The Value of Stories


We’ve talked before on this blog about the worth of the writer, and lamented about places that expect writers to provide content for little or no money, often trying to entice new writers with the idea of gaining clips and getting ‘exposure.’ Paper mills and content mills (like Helium) suck writers, desperate to be published and earn a living at writing, into their stables, often paying pennies or less.

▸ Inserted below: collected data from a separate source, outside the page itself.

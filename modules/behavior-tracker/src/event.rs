//! Candidate events: what an observer saw, before matching.

use behavior_client::EventType;
use chrono::{DateTime, Utc};
use serde_json::{Map, Value};

#[derive(Debug, Clone, PartialEq)]
pub struct CandidateEvent {
    pub event_type: EventType,
    pub occurred_at: DateTime<Utc>,
    pub payload: Map<String, Value>,
}

impl CandidateEvent {
    pub fn new(event_type: EventType) -> Self {
        Self {
            event_type,
            occurred_at: Utc::now(),
            payload: Map::new(),
        }
    }

    pub fn with(mut self, key: &str, value: impl Into<Value>) -> Self {
        self.payload.insert(key.to_string(), value.into());
        self
    }
}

Now comes James Frey (yes, he of “A Million Little Pieces” fame, famously scolded on national television by Oprah) with a new scam. If you haven’t already heard, he’s been trolling the MFA program at Columbia for his YA publishing venture, offering possibly the most ludicrous, shady contract ever seen to anyone who will sign on. There are three very fine blog posts about this already that I’ve read, from John Scalzi (which is still smoking, I think), and don’t miss his open letter to MFA writing programs, Maureen Johnson, and Sarah Rees Brennan, to which I can add nothing except many ‘Huzzahs!’

So why is it not ok to take these flaky contracts? Why should writers demand their fair share? Why not write for nothing while building a name, a brand, a portfolio?

More to the point, why SHOULD you? Rose Fox at Publishers’ Weekly’s Genreville said it best:

Stories are so important. If they weren’t, there wouldn’t be so many people trying to steal them.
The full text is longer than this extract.